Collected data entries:
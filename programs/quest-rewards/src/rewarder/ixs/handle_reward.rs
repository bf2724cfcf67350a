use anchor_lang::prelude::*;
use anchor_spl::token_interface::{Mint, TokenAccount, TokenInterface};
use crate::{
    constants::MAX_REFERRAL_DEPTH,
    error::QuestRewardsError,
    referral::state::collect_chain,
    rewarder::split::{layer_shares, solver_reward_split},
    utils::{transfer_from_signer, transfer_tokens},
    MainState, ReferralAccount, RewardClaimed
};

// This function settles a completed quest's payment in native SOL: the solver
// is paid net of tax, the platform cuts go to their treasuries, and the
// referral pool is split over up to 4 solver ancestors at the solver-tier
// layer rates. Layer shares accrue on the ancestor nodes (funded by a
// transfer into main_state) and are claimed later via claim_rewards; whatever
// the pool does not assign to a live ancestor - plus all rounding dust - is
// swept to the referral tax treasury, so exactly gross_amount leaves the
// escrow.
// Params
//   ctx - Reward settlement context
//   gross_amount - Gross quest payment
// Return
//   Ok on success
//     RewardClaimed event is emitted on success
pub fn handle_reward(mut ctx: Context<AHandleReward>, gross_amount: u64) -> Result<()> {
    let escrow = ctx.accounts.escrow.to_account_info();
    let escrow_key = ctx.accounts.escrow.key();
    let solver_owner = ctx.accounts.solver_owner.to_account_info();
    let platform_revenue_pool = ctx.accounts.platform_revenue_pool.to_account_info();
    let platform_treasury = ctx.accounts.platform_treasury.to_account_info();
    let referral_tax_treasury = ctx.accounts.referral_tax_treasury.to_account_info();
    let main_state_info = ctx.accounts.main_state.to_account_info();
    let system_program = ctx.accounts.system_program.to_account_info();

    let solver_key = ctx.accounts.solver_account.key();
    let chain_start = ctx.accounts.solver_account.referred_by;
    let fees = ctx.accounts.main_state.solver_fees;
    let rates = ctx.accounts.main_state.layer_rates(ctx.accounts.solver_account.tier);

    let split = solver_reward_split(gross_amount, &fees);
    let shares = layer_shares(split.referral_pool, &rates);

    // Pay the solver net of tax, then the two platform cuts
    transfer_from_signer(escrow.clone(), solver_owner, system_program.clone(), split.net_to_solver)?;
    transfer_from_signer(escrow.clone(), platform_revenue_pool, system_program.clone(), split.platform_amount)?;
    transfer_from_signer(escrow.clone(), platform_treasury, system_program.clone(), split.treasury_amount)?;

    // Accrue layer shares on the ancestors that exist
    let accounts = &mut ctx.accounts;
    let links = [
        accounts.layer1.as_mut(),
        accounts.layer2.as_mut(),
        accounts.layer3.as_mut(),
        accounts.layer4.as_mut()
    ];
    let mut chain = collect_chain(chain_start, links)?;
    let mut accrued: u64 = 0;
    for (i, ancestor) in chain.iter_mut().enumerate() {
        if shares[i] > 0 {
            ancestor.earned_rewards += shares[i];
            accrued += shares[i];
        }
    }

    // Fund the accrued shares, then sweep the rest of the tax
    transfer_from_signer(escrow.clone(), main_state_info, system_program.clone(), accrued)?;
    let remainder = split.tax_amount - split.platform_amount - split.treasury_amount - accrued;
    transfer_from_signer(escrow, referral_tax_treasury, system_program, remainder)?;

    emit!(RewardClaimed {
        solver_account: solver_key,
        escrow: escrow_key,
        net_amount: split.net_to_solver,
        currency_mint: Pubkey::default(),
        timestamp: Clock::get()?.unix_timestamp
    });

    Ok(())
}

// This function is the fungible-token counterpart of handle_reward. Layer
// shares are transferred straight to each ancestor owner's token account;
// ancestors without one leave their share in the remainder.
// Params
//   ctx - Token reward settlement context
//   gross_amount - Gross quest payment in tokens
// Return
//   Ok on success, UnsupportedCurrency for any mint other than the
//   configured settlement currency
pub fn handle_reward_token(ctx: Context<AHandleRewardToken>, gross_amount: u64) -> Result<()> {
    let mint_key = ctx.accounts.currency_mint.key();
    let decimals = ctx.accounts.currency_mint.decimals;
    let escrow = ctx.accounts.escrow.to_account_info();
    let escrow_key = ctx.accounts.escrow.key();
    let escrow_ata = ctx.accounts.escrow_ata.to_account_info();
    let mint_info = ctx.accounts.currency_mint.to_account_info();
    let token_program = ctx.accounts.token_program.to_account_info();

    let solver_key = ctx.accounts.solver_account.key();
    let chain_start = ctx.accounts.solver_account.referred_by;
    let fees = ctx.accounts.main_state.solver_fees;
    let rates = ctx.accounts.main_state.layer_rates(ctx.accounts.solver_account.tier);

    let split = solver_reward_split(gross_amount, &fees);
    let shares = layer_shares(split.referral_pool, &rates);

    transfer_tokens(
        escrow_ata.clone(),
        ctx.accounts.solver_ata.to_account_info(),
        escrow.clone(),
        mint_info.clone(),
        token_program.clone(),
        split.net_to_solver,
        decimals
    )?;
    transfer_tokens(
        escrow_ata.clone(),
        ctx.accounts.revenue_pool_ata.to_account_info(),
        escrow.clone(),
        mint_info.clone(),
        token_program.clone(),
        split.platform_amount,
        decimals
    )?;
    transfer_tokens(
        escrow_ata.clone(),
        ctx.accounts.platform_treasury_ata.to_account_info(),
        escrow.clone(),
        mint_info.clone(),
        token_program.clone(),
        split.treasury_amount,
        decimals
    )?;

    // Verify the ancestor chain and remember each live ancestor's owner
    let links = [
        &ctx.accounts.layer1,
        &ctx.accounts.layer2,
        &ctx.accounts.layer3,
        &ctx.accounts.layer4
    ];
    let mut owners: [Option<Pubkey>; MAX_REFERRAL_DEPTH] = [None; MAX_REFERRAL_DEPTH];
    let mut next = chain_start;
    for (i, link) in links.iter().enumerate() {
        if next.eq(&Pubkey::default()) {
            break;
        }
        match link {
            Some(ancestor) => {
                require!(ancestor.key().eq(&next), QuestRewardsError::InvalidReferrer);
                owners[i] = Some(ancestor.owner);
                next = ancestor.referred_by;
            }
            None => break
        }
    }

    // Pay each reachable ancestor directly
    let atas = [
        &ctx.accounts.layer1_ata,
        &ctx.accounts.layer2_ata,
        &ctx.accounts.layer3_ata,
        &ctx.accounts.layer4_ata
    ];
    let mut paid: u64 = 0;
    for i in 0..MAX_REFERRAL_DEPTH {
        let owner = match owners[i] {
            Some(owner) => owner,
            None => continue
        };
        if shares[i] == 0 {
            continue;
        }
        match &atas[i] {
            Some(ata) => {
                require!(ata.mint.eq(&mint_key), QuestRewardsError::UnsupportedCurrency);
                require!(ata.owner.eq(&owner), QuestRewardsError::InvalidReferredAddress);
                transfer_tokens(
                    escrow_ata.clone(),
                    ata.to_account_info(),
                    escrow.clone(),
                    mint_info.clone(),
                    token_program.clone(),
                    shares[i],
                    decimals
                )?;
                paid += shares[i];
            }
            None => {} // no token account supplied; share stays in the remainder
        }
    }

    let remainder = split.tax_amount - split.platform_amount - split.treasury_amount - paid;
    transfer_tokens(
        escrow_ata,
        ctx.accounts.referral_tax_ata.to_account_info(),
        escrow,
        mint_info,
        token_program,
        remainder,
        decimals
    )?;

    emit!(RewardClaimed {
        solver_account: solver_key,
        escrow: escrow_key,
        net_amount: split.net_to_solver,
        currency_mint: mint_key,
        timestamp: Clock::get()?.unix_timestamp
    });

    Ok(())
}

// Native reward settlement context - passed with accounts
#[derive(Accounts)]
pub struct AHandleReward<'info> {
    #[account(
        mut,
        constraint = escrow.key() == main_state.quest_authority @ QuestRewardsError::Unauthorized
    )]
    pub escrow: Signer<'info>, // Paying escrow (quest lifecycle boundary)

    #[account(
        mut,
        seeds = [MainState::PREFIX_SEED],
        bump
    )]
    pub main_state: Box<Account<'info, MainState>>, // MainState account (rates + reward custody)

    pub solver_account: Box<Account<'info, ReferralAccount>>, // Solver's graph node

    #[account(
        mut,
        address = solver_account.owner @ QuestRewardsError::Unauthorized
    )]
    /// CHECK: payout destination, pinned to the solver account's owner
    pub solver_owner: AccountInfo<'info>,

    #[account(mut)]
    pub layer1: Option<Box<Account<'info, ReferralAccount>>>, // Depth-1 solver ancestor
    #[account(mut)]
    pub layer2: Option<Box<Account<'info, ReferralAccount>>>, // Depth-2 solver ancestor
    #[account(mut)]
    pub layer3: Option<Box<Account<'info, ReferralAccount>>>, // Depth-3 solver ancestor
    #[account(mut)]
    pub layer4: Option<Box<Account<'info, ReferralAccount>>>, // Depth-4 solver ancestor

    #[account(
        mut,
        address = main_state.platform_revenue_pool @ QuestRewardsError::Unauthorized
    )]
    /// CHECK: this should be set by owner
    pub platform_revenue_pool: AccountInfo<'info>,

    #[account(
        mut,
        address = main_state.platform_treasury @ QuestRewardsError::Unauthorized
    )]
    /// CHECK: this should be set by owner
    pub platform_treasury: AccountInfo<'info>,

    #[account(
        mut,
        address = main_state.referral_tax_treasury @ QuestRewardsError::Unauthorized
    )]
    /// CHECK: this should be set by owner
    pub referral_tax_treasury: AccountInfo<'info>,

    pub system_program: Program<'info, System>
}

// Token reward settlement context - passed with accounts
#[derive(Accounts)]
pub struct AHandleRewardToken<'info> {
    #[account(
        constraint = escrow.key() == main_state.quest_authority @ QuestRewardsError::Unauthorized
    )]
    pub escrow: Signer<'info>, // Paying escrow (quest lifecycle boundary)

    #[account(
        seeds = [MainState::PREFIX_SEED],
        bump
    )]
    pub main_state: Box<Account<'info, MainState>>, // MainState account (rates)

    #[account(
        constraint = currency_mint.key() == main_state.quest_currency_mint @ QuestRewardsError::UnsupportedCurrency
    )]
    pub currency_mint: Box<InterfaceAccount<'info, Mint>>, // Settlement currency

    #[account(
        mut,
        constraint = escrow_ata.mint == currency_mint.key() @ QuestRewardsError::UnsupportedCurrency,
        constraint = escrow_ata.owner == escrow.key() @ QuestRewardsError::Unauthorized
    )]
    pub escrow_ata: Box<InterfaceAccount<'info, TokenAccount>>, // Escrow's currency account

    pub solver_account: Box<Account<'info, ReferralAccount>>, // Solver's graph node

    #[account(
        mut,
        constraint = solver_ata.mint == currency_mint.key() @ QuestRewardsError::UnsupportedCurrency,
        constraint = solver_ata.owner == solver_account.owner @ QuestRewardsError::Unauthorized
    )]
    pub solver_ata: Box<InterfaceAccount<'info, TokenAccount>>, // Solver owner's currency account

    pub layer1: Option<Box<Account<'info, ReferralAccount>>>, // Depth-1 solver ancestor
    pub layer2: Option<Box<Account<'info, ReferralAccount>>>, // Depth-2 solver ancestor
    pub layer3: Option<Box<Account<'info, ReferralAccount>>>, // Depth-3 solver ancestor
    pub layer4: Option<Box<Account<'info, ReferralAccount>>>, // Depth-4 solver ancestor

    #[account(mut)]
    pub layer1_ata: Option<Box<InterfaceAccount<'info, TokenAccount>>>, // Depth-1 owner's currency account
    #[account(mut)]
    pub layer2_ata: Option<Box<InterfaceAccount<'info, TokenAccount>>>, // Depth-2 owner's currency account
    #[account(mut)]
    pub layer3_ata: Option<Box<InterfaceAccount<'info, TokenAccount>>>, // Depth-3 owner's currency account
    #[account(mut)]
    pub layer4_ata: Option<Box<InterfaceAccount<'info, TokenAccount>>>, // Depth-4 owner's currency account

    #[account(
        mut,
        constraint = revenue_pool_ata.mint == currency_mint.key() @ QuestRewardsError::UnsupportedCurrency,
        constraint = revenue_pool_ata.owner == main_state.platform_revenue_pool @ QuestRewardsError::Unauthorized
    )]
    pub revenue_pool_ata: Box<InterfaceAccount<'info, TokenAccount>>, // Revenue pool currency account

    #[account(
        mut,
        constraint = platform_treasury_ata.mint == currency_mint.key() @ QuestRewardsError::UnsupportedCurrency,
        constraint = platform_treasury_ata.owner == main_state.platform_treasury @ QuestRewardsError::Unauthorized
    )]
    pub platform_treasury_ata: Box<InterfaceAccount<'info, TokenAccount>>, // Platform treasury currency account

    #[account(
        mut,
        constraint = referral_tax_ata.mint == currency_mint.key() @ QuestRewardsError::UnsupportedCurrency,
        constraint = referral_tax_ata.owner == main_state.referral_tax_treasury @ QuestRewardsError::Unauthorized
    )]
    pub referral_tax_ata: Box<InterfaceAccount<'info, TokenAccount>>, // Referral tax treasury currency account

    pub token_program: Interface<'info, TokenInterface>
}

> WORK TO BE COMPLETED
Using the data above, reproduce exactly the lines between those holding "gross_amount leaves the" and "two platform cuts", inclusive, and no others.

> RESPONSE AREA
// swept to the referral tax treasury, so exactly gross_amount leaves the
// escrow.
// Params
//   ctx - Reward settlement context
//   gross_amount - Gross quest payment
// Return
//   Ok on success
//     RewardClaimed event is emitted on success
pub fn handle_reward(mut ctx: Context<AHandleReward>, gross_amount: u64) -> Result<()> {
    let escrow = ctx.accounts.escrow.to_account_info();
    let escrow_key = ctx.accounts.escrow.key();
    let solver_owner = ctx.accounts.solver_owner.to_account_info();
    let platform_revenue_pool = ctx.accounts.platform_revenue_pool.to_account_info();
    let platform_treasury = ctx.accounts.platform_treasury.to_account_info();
    let referral_tax_treasury = ctx.accounts.referral_tax_treasury.to_account_info();
    let main_state_info = ctx.accounts.main_state.to_account_info();
    let system_program = ctx.accounts.system_program.to_account_info();

    let solver_key = ctx.accounts.solver_account.key();
    let chain_start = ctx.accounts.solver_account.referred_by;
    let fees = ctx.accounts.main_state.solver_fees;
    let rates = ctx.accounts.main_state.layer_rates(ctx.accounts.solver_account.tier);

    let split = solver_reward_split(gross_amount, &fees);
    let shares = layer_shares(split.referral_pool, &rates);

    // Pay the solver net of tax, then the two platform cuts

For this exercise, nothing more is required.